The task –
In the listing below, print exactly the lines from the first through the one that contains "inside the convex".
════════════════════
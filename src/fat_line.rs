// Copyright 2025 the Fatline Authors
// SPDX-License-Identifier: Apache-2.0 OR MIT

//! Fat lines: parallel strips bounding a curve.

use crate::{CubicBez, Line};

/// Squared distance below which two control points count as coincident
/// for choosing a baseline.
const COINCIDENT_EPSILON2: f64 = 1e-24;

/// A strip of two parallel lines containing a whole curve.
///
/// The strip is described by a `baseline` and the two parallels of the
/// control polygon's extremal signed distances. By the convex-hull
/// property of Bézier curves, the curve itself lies inside the convex
/// hull of its control points and therefore inside the strip.
///
/// All three lines share the same normalized `(a, b)` coefficients, so
/// the strip is given by the `c` range `min.c ..= max.c`. A point `p`
/// lies inside the strip exactly when both `(-min).signed_distance(p)`
/// and `max.signed_distance(p)` are non-negative.
#[derive(Clone, Copy, Debug, PartialEq)]
pub struct FatLine {
    /// The line the strip is parallel to, normally the curve's chord.
    pub baseline: Line,
    /// The bounding parallel with the smaller constant term.
    pub min: Line,
    /// The bounding parallel with the larger constant term.
    pub max: Line,
}

impl FatLine {
    /// The fat line bounding the given curve.
    ///
    /// The baseline is the chord through the curve's endpoints. When the
    /// endpoints coincide the chord determines no direction, and the
    /// baseline instead runs through the start point and the first
    /// interior control point distinct from it; the strip still bounds
    /// the curve, it is merely wider than the optimal one. Returns
    /// `None` when all four control points coincide, as a single point
    /// supports no line at all.
    pub fn of_curve(c: &CubicBez) -> Option<FatLine> {
        let baseline = Self::baseline(c)?;
        let candidates = [c.p0, c.p1, c.p2, c.p3].map(|p| baseline.parallel_through(p).c);
        let mut min_c = candidates[0];
        let mut max_c = candidates[0];
        for &cand in &candidates[1..] {
            min_c = min_c.min(cand);
            max_c = max_c.max(cand);
        }
        Some(FatLine {
            baseline,
            min: baseline.with_c(min_c),
            max: baseline.with_c(max_c),
        })
    }

    fn baseline(c: &CubicBez) -> Option<Line> {
        for p in [c.p3, c.p1, c.p2] {
            if c.p0.distance_squared(p) > COINCIDENT_EPSILON2 {
                return Some(Line::from_points(c.p0, p));
            }
        }
        None
    }

    /// The width of the strip, the distance between the two bounding
    /// parallels.
    #[inline]
    pub fn width(&self) -> f64 {
        self.max.c - self.min.c
    }
}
════════════════════
Result –
filename src/fat_line.rs
// Copyright 2025 the Fatline Authors
// SPDX-License-Identifier: Apache-2.0 OR MIT

//! Fat lines: parallel strips bounding a curve.

use crate::{CubicBez, Line};

/// Squared distance below which two control points count as coincident
/// for choosing a baseline.
const COINCIDENT_EPSILON2: f64 = 1e-24;

/// A strip of two parallel lines containing a whole curve.
///
/// The strip is described by a `baseline` and the two parallels of the
/// control polygon's extremal signed distances. By the convex-hull
/// property of Bézier curves, the curve itself lies inside the convex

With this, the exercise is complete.